We will also see how can we use
- ImageFolder: Datasets
- Scheduler: to change the learnign rate
- Transfer Learning: 

In [None]:
import torch
import torch.nn as nn
import torch.optim as optim
from torch.optim import lr_scheduler
import numpy as np
import torchvision
from torchvision import datasets, models, transforms
import matplotlib.pyplot as plt
import time
import os
import copy

In [None]:
# Set the data: 
mean = np.array([0.5, 0.5, 0.5])
std = np.array([0.25, 0.25, 0.25])

data_transforms = {
    'train': transforms.Compose([
        transforms.RandomResizedCrop(224),
        transforms.RandomHorizontalFlip(),
        transforms.ToTensor(),
        transforms.Normalize(mean, std)
    ]),
    'val': transforms.Compose([
        transforms.Resize(256),
        transforms.CenterCrop(224),
        transforms.ToTensor(),
        transforms.Normalize(mean, std)
    ]),
}

# Here we have saved our data in an imageFolder.

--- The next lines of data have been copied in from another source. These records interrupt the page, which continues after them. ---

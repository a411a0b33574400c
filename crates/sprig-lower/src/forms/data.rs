//! Data literals and access: `vector`, `hash-map`, `hash-set`, `get`,
//! `new`, `template-literal`.

use super::Form;
use crate::call::{spread_target, SpreadTarget};
use crate::context::LoweringContext;
use crate::error::Result;
use crate::pattern::keyed_property;
use crate::symbols::keyword_name;
use rhizome_sprig_ir::{Literal, LogicalOp, Node};
use rhizome_sprig_sexpr::{SExp, SExpKind};

impl LoweringContext {
    pub(crate) fn lower_vector(&mut self, form: &Form<'_>) -> Result<Node> {
        Ok(Node::array(self.lower_arguments(form.args)?))
    }

    /// `(hash-map key value ... ...spread)`.
    ///
    /// Keyword and string keys are plain property names; any other key is
    /// evaluated.
    pub(crate) fn lower_hash_map(&mut self, form: &Form<'_>) -> Result<Node> {
        let mut properties = Vec::with_capacity(form.args.len() / 2);
        let mut rest = form.args;

        while let Some((first, tail)) = rest.split_first() {
            if let Some(target) = spread_target(first) {
                let argument = match target {
                    SpreadTarget::Symbol(name) => self.lower_symbol(name, first.position.as_ref())?,
                    SpreadTarget::Form(expr) => self.lower_expr(expr)?,
                };
                properties.push(Node::spread(argument).at(first.position.clone()));
                rest = tail;
                continue;
            }

            let Some((value, tail)) = tail.split_first() else {
                return Err(form.invalid_at(
                    first,
                    format!("Invalid map literal: key {} has no value", first),
                ));
            };
            let lowered = self.lower_expr(value)?;
            let property = match property_name(first) {
                Some(name) => keyed_property(name, lowered),
                None => Node::computed_property(self.lower_expr(first)?, lowered),
            };
            properties.push(property.or_at(first.position.as_ref()));
            rest = tail;
        }

        Ok(Node::object(properties))
    }

    /// `(hash-set a b)` to `new Set([a, b])`.
    pub(crate) fn lower_hash_set(&mut self, form: &Form<'_>) -> Result<Node> {
        let elements = self.lower_arguments(form.args)?;
        Ok(Node::new_expr(Node::ident("Set"), vec![Node::array(elements)]))
    }

    /// `(get obj key)` or `(get obj key fallback)`.
    pub(crate) fn lower_get(&mut self, form: &Form<'_>) -> Result<Node> {
        form.between(2, 3)?;
        let object = self.lower_expr(&form.args[0])?;
        let key = self.lower_expr(&form.args[1])?;
        let access = Node::index(object, key);
        match form.args.get(2) {
            Some(fallback) => {
                let fallback = self.lower_expr(fallback)?;
                Ok(Node::logical(LogicalOp::Nullish, access.or_at(form.pos()), fallback))
            }
            None => Ok(access),
        }
    }

    /// `(new Ctor args...)`; also `js-new`.
    pub(crate) fn lower_new(&mut self, form: &Form<'_>) -> Result<Node> {
        form.at_least(1)?;
        let callee = self.lower_expr(&form.args[0])?;
        let arguments = self.lower_arguments(&form.args[1..])?;
        Ok(Node::new_expr(callee, arguments))
    }

    /// `(template-literal "a" x "b")` to `` `a${x}b` ``. Adjacent string
    /// parts merge into one quasi.
    pub(crate) fn lower_template(&mut self, form: &Form<'_>) -> Result<Node> {
        let mut quasis = Vec::with_capacity(form.args.len() / 2 + 1);
        let mut expressions = Vec::with_capacity(form.args.len() / 2);
        let mut current = String::new();

        for part in form.args {
            match part.as_string() {
                Some(text) => current.push_str(text),
                None => {
                    quasis.push(std::mem::take(&mut current));
                    expressions.push(self.lower_expr(part)?);
                }
            }
        }
        quasis.push(current);
        Ok(Node::template(quasis, expressions))
    }
}

/// Map keys that name a property directly.
fn property_name(key: &SExp) -> Option<&str> {
    match &key.kind {
        SExpKind::Literal(Literal::String(name)) => Some(name),
        SExpKind::Symbol(symbol) => keyword_name(symbol),
        _ => None,
    }
}

#[cfg(test)]
mod tests {
    use crate::context::LoweringContext;
    use rhizome_sprig_ir::{LogicalOp, Node, NodeKind};
    use rhizome_sprig_sexpr::from_json;
    use serde_json::json;

    fn lower(value: serde_json::Value) -> crate::error::Result<Node> {
        let mut ctx = LoweringContext::new(".");
        ctx.lower(&from_json(&value).unwrap()).map(|n| n.unwrap())
    }

    #[test]
    fn test_vector_with_spread() {
        assert_eq!(
            lower(json!(["vector", 1, "...rest"])).unwrap(),
            Node::array(vec![Node::number(1), Node::spread(Node::ident("rest"))])
        );
    }

    #[test]
    fn test_hash_map_keys() {
        let node = lower(json!(["hash-map", "name:", "name", {"str": "content-type"}, 1, "k", 2, "...defaults"])).unwrap();
        let NodeKind::Object(entries) = node.kind else {
            panic!("expected object");
        };
        assert_eq!(entries.len(), 4);
        match &entries[0].kind {
            NodeKind::Property { shorthand, computed, .. } => assert!(*shorthand && !*computed),
            _ => panic!("expected property"),
        }
        match &entries[1].kind {
            NodeKind::Property { key, .. } => assert_eq!(**key, Node::string("content-type")),
            _ => panic!("expected property"),
        }
        assert_eq!(entries[2], Node::computed_property(Node::ident("k"), Node::number(2)));
        assert_eq!(entries[3], Node::spread(Node::ident("defaults")));

        assert!(lower(json!(["hash-map", "a:"])).is_err());
    }

    #[test]
    fn test_hash_set() {
        assert_eq!(
            lower(json!(["hash-set", 1, 2])).unwrap(),
            Node::new_expr(Node::ident("Set"), vec![Node::array(vec![Node::number(1), Node::number(2)])])
        );
    }

    #[test]
    fn test_get_with_default() {
        assert_eq!(
            lower(json!(["get", "cfg", {"str": "port"}, 80])).unwrap(),
            Node::logical(
                LogicalOp::Nullish,
                Node::index(Node::ident("cfg"), Node::string("port")),
                Node::number(80)
            )
        );
    }

    #[test]
    fn test_template_literal() {
        assert_eq!(
            lower(json!(["template-literal", {"str": "Hello, "}, "name", {"str": "!"}])).unwrap(),
            Node::template(vec!["Hello, ".into(), "!".into()], vec![Node::ident("name")])
        );
        assert_eq!(
            lower(json!(["template-literal", "x"])).unwrap(),
            Node::template(vec![String::new(), String::new()], vec![Node::ident("x")])
        );
    }

    #[test]
    fn test_new() {
        assert_eq!(
            lower(json!(["new", "Date", 0])).unwrap(),
            Node::new_expr(Node::ident("Date"), vec![Node::number(0)])
        );
    }
}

We have a folder. Than subfolder train and val. In each sub folder 
# we have folders for bees and ants whcih contains bees and ants images.
data_dir = 'data/hymenoptera_data'
image_datasets = {x: datasets.ImageFolder(os.path.join(data_dir, x),
                                          data_transforms[x])
                  for x in ['train', 'val']}
dataloaders = {x: torch.utils.data.DataLoader(image_datasets[x], batch_size=4,
                                             shuffle=True, num_workers=0)
              for x in ['train', 'val']}
dataset_sizes = {x: len(image_datasets[x]) for x in ['train', 'val']}
class_names = image_datasets['train'].classes

device = torch.device("cuda:0" if torch.cuda.is_available() else "cpu")
print(class_names)


def imshow(inp, title):
    """Imshow for Tensor."""
    inp = inp.numpy().transpose((1, 2, 0))
    inp = std * inp + mean
    inp = np.clip(inp, 0, 1)
    plt.imshow(inp)
    plt.title(title)
    plt.show()


# Get a batch of training data
inputs, classes = next(iter(dataloaders['train']))

# Make a grid from batch
out = torchvision.utils.make_grid(inputs)

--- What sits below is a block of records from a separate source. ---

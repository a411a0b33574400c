//! Type-level declarations: `type`/`deftype`, `interface`, `as`.

use super::function::split_generics;
use super::Form;
use crate::context::LoweringContext;
use crate::error::Result;
use crate::symbols::sanitize;
use crate::types::parse_type;
use rhizome_sprig_ir::{InterfaceMember, Node, NodeKind};
use rhizome_sprig_sexpr::SExp;

impl LoweringContext {
    /// `(type Pair<T> (tuple T T))`.
    pub(crate) fn lower_type_alias(&mut self, form: &Form<'_>) -> Result<Node> {
        form.exactly(2)?;
        let (name, type_params) = split_generics(form.symbol(0, "a type name")?);
        let ty = parse_type(&form.args[1])?;
        Ok(Node::new(NodeKind::TypeAlias {
            name: sanitize(name),
            type_params,
            ty,
        }))
    }

    /// ```text
    /// (interface User<Id> (extends Named)
    ///   (id Id)
    ///   (email? string)
    ///   (readonly created number))
    /// ```
    pub(crate) fn lower_interface(&mut self, form: &Form<'_>) -> Result<Node> {
        let (name, type_params) = split_generics(form.symbol(0, "an interface name")?);
        let mut extends = Vec::new();
        let mut members = Vec::with_capacity(form.args.len() - 1);

        for entry in &form.args[1..] {
            let items = entry.as_list().unwrap_or_default();
            if entry.is_form("extends") {
                for base in &items[1..] {
                    extends.push(parse_type(base)?);
                }
                continue;
            }
            members.push(interface_member(form, entry, items)?);
        }

        Ok(Node::new(NodeKind::Interface {
            name: sanitize(name),
            type_params,
            extends,
            members,
        }))
    }

    /// `(as expr Type)`.
    pub(crate) fn lower_as(&mut self, form: &Form<'_>) -> Result<Node> {
        form.exactly(2)?;
        let expression = self.lower_expr(&form.args[0])?;
        let ty = parse_type(&form.args[1])?;
        Ok(Node::new(NodeKind::As {
            expression: Box::new(expression),
            ty,
        }))
    }
}

fn interface_member(form: &Form<'_>, entry: &SExp, items: &[SExp]) -> Result<InterfaceMember> {
    let (readonly, key, ty) = match items {
        [marker, key, ty] if marker.is_symbol("readonly") => (true, key, ty),
        [key, ty] => (false, key, ty),
        _ => {
            return Err(form.invalid_at(
                entry,
                format!("Invalid interface member {}: expected (name Type) or (readonly name Type)", entry),
            ))
        }
    };
    let key = key
        .as_symbol()
        .ok_or_else(|| form.invalid_at(key, format!("Invalid interface member name: {}", key)))?;
    let (key, optional) = match key.strip_suffix('?') {
        Some(base) if !base.is_empty() => (base, true),
        _ => (key, false),
    };
    Ok(InterfaceMember {
        key: key.to_string(),
        ty: parse_type(ty)?,
        optional,
        readonly,
    })
}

imshow(out, title=[class_names[x] for x in classes])

In [None]:
# Trainign Loop
def train_model(model, criterion, optimizer, scheduler, num_epochs=25):
    since = time.time()

    best_model_wts = copy.deepcopy(model.state_dict())
    best_acc = 0.0

    for epoch in range(num_epochs):
        print('Epoch {}/{}'.format(epoch, num_epochs - 1))
        print('-' * 10)

        # Each epoch has a training and validation phase
        for phase in ['train', 'val']:
            if phase == 'train':
                model.train()  # Set model to training mode
            else:
                model.eval()   # Set model to evaluate mode

            running_loss = 0.0
            running_corrects = 0

            # Iterate over data.
            for inputs, labels in dataloaders[phase]:
                inputs = inputs.to(device)
                labels = labels.to(device)

                # forward
                # track history if only in train
                with torch.set_grad_enabled(phase == 'train'):
                    outputs = model(inputs)
                    _, preds = torch.max(outputs, 1)
                    loss = criterion(outputs, labels)

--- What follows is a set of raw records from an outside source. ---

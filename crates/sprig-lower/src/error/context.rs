//! Source excerpts for diagnostics.

use rhizome_sprig_ir::Position;

/// Display width of a tab before the error column.
pub const TAB_WIDTH: usize = 4;

/// Lines shown above and below the error line.
const CONTEXT_RADIUS: usize = 2;

/// One line of a source excerpt.
#[derive(Debug, Clone, PartialEq, Eq)]
pub struct ContextLine {
    /// 1-based line number.
    pub number: usize,
    /// Line text with tabs expanded to [`TAB_WIDTH`] spaces.
    pub text: String,
    pub is_error_line: bool,
    /// 0-based display column of the caret on the error line.
    pub caret: Option<usize>,
}

/// Extract the lines around `location` from `source`.
pub fn extract(source: &str, location: &Position) -> Vec<ContextLine> {
    let lines: Vec<&str> = source.lines().collect();
    if location.line == 0 || location.line > lines.len() {
        return Vec::new();
    }

    let error_idx = location.line - 1;
    let start = error_idx.saturating_sub(CONTEXT_RADIUS);
    let end = (error_idx + CONTEXT_RADIUS).min(lines.len() - 1);

    (start..=end)
        .map(|idx| {
            let raw = lines[idx];
            let is_error_line = idx == error_idx;
            ContextLine {
                number: idx + 1,
                text: raw.replace('\t', &" ".repeat(TAB_WIDTH)),
                is_error_line,
                caret: is_error_line.then(|| effective_column(raw, location.column)),
            }
        })
        .collect()
}

/// Display offset of a 1-based source column: a tab occupies one source
/// column but [`TAB_WIDTH`] display columns.
pub fn effective_column(line: &str, column: usize) -> usize {
    line.chars()
        .take(column.saturating_sub(1))
        .map(|c| if c == '\t' { TAB_WIDTH } else { 1 })
        .sum()
}

/// Render an excerpt with a line-number gutter and a caret.
pub fn render(lines: &[ContextLine]) -> String {
    let width = lines
        .iter()
        .map(|l| l.number.to_string().len())
        .max()
        .unwrap_or(1);

    let mut out = format!("{} |\n", " ".repeat(width));
    for line in lines {
        out.push_str(&format!("{:>width$} | {}\n", line.number, line.text, width = width));
        if let Some(caret) = line.caret {
            out.push_str(&format!(
                "{} | {}^\n",
                " ".repeat(width),
                " ".repeat(caret)
            ));
        }
    }
    out
}

#[cfg(test)]
mod tests {
    use super::*;

    #[test]
    fn test_effective_column_counts_tabs() {
        assert_eq!(effective_column("\t(add 1)", 2), 4);
        assert_eq!(effective_column("\t\tx", 3), 8);
        assert_eq!(effective_column("abc", 3), 2);
        assert_eq!(effective_column("abc", 1), 0);
    }

    #[test]
    fn test_extract_window() {
        let source = "a\nb\nc\nd\ne\nf";
        let lines = extract(source, &Position::new(4, 1));
        let numbers: Vec<usize> = lines.iter().map(|l| l.number).collect();
        assert_eq!(numbers, vec![2, 3, 4, 5, 6]);
        assert!(lines[2].is_error_line);
        assert_eq!(lines[2].caret, Some(0));
        assert_eq!(lines[0].caret, None);
    }

    #[test]
    fn test_extract_out_of_range() {
        assert!(extract("one line", &Position::new(5, 1)).is_empty());
        assert!(extract("one line", &Position::new(0, 1)).is_empty());
    }

    #[test]
    fn test_render_aligns_caret_under_tab() {
        let lines = extract("\t(add 1)", &Position::new(1, 2));
        let out = render(&lines);
        assert_eq!(out, "  |\n1 |     (add 1)\n  |     ^\n");
    }
}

                    # backward + optimize only if in training phase
                    if phase == 'train':
                        optimizer.zero_grad()
                        loss.backward()
                        optimizer.step()

                # statistics
                running_loss += loss.item() * inputs.size(0)
                running_corrects += torch.sum(preds == labels.data)

            if phase == 'train':
                scheduler.step()

            epoch_loss = running_loss / dataset_sizes[phase]
            epoch_acc = running_corrects.double() / dataset_sizes[phase]

            print('{} Loss: {:.4f} Acc: {:.4f}'.format(
                phase, epoch_loss, epoch_acc))

            # deep copy the model
            if phase == 'val' and epoch_acc > best_acc:
                best_acc = epoch_acc
                best_model_wts = copy.deepcopy(model.state_dict())

        print()

    time_elapsed = time.time() - since
    print('Training complete in {:.0f}m {:.0f}s'.format(
        time_elapsed // 60, time_elapsed % 60))
    print('Best val Acc: {:4f}'.format(best_acc))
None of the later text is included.